DATA FOR PROCESSING: Begin

use sqlx::SqlitePool;

use crate::error::StoreError;

/// Creates every table and index the stores need. Idempotent.
pub async fn migrate(pool: &SqlitePool) -> Result<(), StoreError> {
    // Latest known state per asset
    sqlx::query(
        r#"
CREATE TABLE IF NOT EXISTS assets (
  asset_id TEXT PRIMARY KEY,
  symbol TEXT NOT NULL,
  display_name TEXT NOT NULL,
  current_price TEXT NOT NULL,
  change_24h_pct TEXT,
  market_cap_rank INTEGER,
  updated_at_ms INTEGER NOT NULL
);
"#,
    )
    .execute(pool)
    .await?;

    // Append-only price history
    sqlx::query(
        r#"
CREATE TABLE IF NOT EXISTS asset_history (
  id INTEGER PRIMARY KEY AUTOINCREMENT,
  asset_id TEXT NOT NULL,
  price TEXT NOT NULL,
  recorded_at_ms INTEGER NOT NULL
);
"#,
    )
    .execute(pool)
    .await?;

    // Watchlist
    sqlx::query(
        r#"
CREATE TABLE IF NOT EXISTS tracked_assets (
  id INTEGER PRIMARY KEY AUTOINCREMENT,
  asset_id TEXT NOT NULL UNIQUE,
  display_name TEXT NOT NULL,
  symbol TEXT NOT NULL,
  last_alerted_price TEXT NOT NULL DEFAULT '0',
  subscriber_address TEXT,
  tracked_at_ms INTEGER NOT NULL
);
"#,
    )
    .execute(pool)
    .await?;

    // Notification targets
    sqlx::query(
        r#"
CREATE TABLE IF NOT EXISTS subscribers (
  id INTEGER PRIMARY KEY AUTOINCREMENT,
  address TEXT NOT NULL UNIQUE,
  registered_at_ms INTEGER NOT NULL
);
"#,
    )
    .execute(pool)
    .await?;

    sqlx::query(
        r#"CREATE INDEX IF NOT EXISTS idx_asset_history_asset_time ON asset_history(asset_id, recorded_at_ms);"#,
    )
    .execute(pool)
    .await?;

    sqlx::query(
        r#"CREATE INDEX IF NOT EXISTS idx_subscribers_registered ON subscribers(registered_at_ms);"#,
    )
    .execute(pool)
    .await?;

    Ok(())
}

DATA FOR PROCESSING: End

» TASK DIRECTIONS
Gather, from the listing above, every line carrying the word "UNIQUE".

» WORKED SOLUTION
  asset_id TEXT NOT NULL UNIQUE,
  address TEXT NOT NULL UNIQUE,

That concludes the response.